On the other hand linux.rocks and windows.rocks are taken (no website), vi.rocks is 200 USD/year and emacs.rocks is just 14 USD/year.

microsoft.sucks redirects to microsoft.com, but microsoft.rocks is just taken :thinking:

8cvor6j844qw_d6•42m ago
Pretty sure there's a domain monitoring service for similarly or something along these lines that buys up domains like these to prevent usage.

On that note, I've been trying to see if GoDaddy will buy a domain and resell for higher price by searching for some plausibly nice domain names on their site. They haven't took the "bait" yet.

SomaticPirate•1h ago
This came during my OMSCS Game AI course as an example of the dangers of using floats to represent game object location. If you get further from the origin point (or another game element you are referencing from) you are losing precision as the float needs to use more of the significand to store the larger value.
mwkaufma•53m ago
Define boundary conditions -- how much precision do you need? Then you can compute the min/max distances. If the "world" needs to be larger, then prepare to divide it into sectors, and have separate global/local coordinates (e.g. No Man's Sky works this way).

Really though, games are theater tech, not science. Double-Precision will be more than enough for anything but the most exotic use-case.

The most important thing is just to remember not to add very-big and very-small numbers together.

vismit2000•44m ago
This remains one of the best explanations on the topic: https://fabiensanglard.net/floating_point_visually_explained... Saw this when I just started using HN and such posts only inspired me to stick to it: https://news.ycombinator.com/item?id=29368529
omoikane•29m ago
Previously I was using this site to explore floating point representations:

https://www.h-schmidt.net/FloatConverter/IEEE754.html

This one has the extra feature of showing the conversion error, but it doesn't support double precision.

ridiculous_fish•22m ago
My favorite FP Fun Fact is that float comparisons can (almost) use integer comparisons. To determine if a > b, reinterpret a and b as signed ints and just compare those like any old ints. It (almost) works!

The implication is that the next biggest float is (almost) always what you get when you reinterpret its bits as an integer, and add one. For example, start with the zero float: all bits zero. Add one using integer arithmetic. In int-speak it's just one; in float-speak it's a tiny-mantissa denormal. But that's the next float; and `nextafter` is implemented using integer arithmetic.

Learning that floats are ordered according to integer comparisons makes it feel way more natural. But of course there's the usual asterisks: this fails with NaNs, infinities, and negative zero. We get a few nice things, but only a few.

Sniffnoy•11m ago
This isn't accurate. It's true for positive numbers, and when comparing a positive to a negative, but false for comparisons between negative numbers. Standard floating point uses sign-magnitude representation, while signed integers these days use 2s-complement. On negative numbers, comparisons are reversed between these two encodings. Incrementing a float as if it were an integer will, in ordinary circumstances, get you the next one larger in magnitude, but with the same sign -- i.e., you go up for positives but down for negatives. Whereas with signed integers, you always go up except when there's an overflow into the sign bit.
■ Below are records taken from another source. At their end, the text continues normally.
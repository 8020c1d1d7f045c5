//! Error types for wikijson
//!
//! One enum covers every failure mode. Only a few of them ever reach the
//! caller of [`WikiJson::update`](crate::WikiJson::update): snapshot write
//! failures and timestamp store read failures are logged and absorbed.

use thiserror::Error;

/// Result type alias for wikijson operations
pub type Result<T> = std::result::Result<T, WikiJsonError>;

#[derive(Error, Debug)]
pub enum WikiJsonError {
    /// Configuration errors
    #[error("Configuration error: {0}")]
    Config(String),

    /// I/O errors
    #[error("I/O error: {0}")]
    Io(#[from] std::io::Error),

    /// JSON serialization/deserialization errors
    #[error("JSON error: {0}")]
    Json(#[from] serde_json::Error),

    /// YAML parsing errors
    #[error("YAML error: {0}")]
    Yaml(#[from] serde_yaml::Error),

    /// SQLite database errors
    #[error("Database error: {0}")]
    Database(#[from] rusqlite::Error),

    /// The wiki has no row in the wikis table
    #[error("Wiki not found: {0}")]
    WikiNotFound(String),

    /// The wiki id cannot be used as a snapshot file name or cache key
    #[error("Invalid wiki id: {0:?}")]
    InvalidWikiId(String),

    /// An extension tried to write over a core snapshot field
    #[error("Field {0:?} is reserved for core snapshot data")]
    ReservedField(String),

    /// The registered JSON builder hook failed
    #[error("Extension error: {0}")]
    Extension(String),

    /// Other errors
    #[error("{0}")]
    Other(String),
}

impl WikiJsonError {
    /// True for the missing-wiki condition raised by single wiki regeneration
    pub fn is_not_found(&self) -> bool {
        matches!(self, WikiJsonError::WikiNotFound(_))
    }
}

#[cfg(test)]
mod tests {
    use super::*;

    #[test]
    fn test_not_found_message() {
        let err = WikiJsonError::WikiNotFound("testwiki".to_string());
        assert!(err.is_not_found());
        assert_eq!(err.to_string(), "Wiki not found: testwiki");
    }

    #[test]
    fn test_io_conversion() {
        let io = std::io::Error::new(std::io::ErrorKind::PermissionDenied, "denied");
        let err: WikiJsonError = io.into();
        assert!(matches!(err, WikiJsonError::Io(_)));
        assert!(!err.is_not_found());
    }
}
//! Logging configuration using tracing
//!
//! Structured logging to stderr with support for the RUST_LOG environment variable.

use tracing_subscriber::{fmt, layer::SubscriberExt, util::SubscriberInitExt, EnvFilter};

/// Initialize the tracing subscriber
///
/// Filtering comes from RUST_LOG and defaults to "warn", so a regular
/// `wikijson update` only prints skipped snapshot writes.
///
/// # Example RUST_LOG values
/// - `RUST_LOG=info` - Show regenerations and resets
/// - `RUST_LOG=wikijson=debug` - Include staleness decisions
///
/// # Errors
/// Returns an error if the subscriber has already been initialized
pub fn init() -> crate::Result<()> {
    let env_filter = EnvFilter::try_from_default_env().unwrap_or_else(|_| EnvFilter::new("warn"));

    tracing_subscriber::registry()
        .with(env_filter)
        .with(
            fmt::layer()
                .with_writer(std::io::stderr)
                .with_target(true)
                .with_line_number(true),
        )
        .try_init()
        .map_err(|e| crate::WikiJsonError::Other(format!("Failed to initialize tracing: {}", e)))?;

    Ok(())
}

/// Initialize logging for tests (no-op if already initialized)
pub fn init_test() {
    let _ = init();
}

#[cfg(test)]
mod tests {
    use super::*;

    #[test]
    fn test_init_test_helper() {
        init_test();
        init_test();
    }

    #[test]
    fn test_logging_macros() {
        init_test();

        tracing::debug!(wiki = "testwiki", "debug message");
        tracing::info!(timestamp = 20240101000000_i64, "Structured logging");
        tracing::warn!("warning message");
    }
}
A more correct version of the statement would be that comparison is the same as on sign-magnitude integers. Of course, this still has the caveats you already mentioned.

adgjlsfhk1•6m ago
One of the unambiguously nice things about Posits (unlike floats) is that they use a 2s compliment scheme which makes it actually true for all values that they sort like integers.
Sniffnoy•2m ago
I was going to say "well, you've still got NaR", but apparently that's been defined to sort less than all other posits? Huh, OK.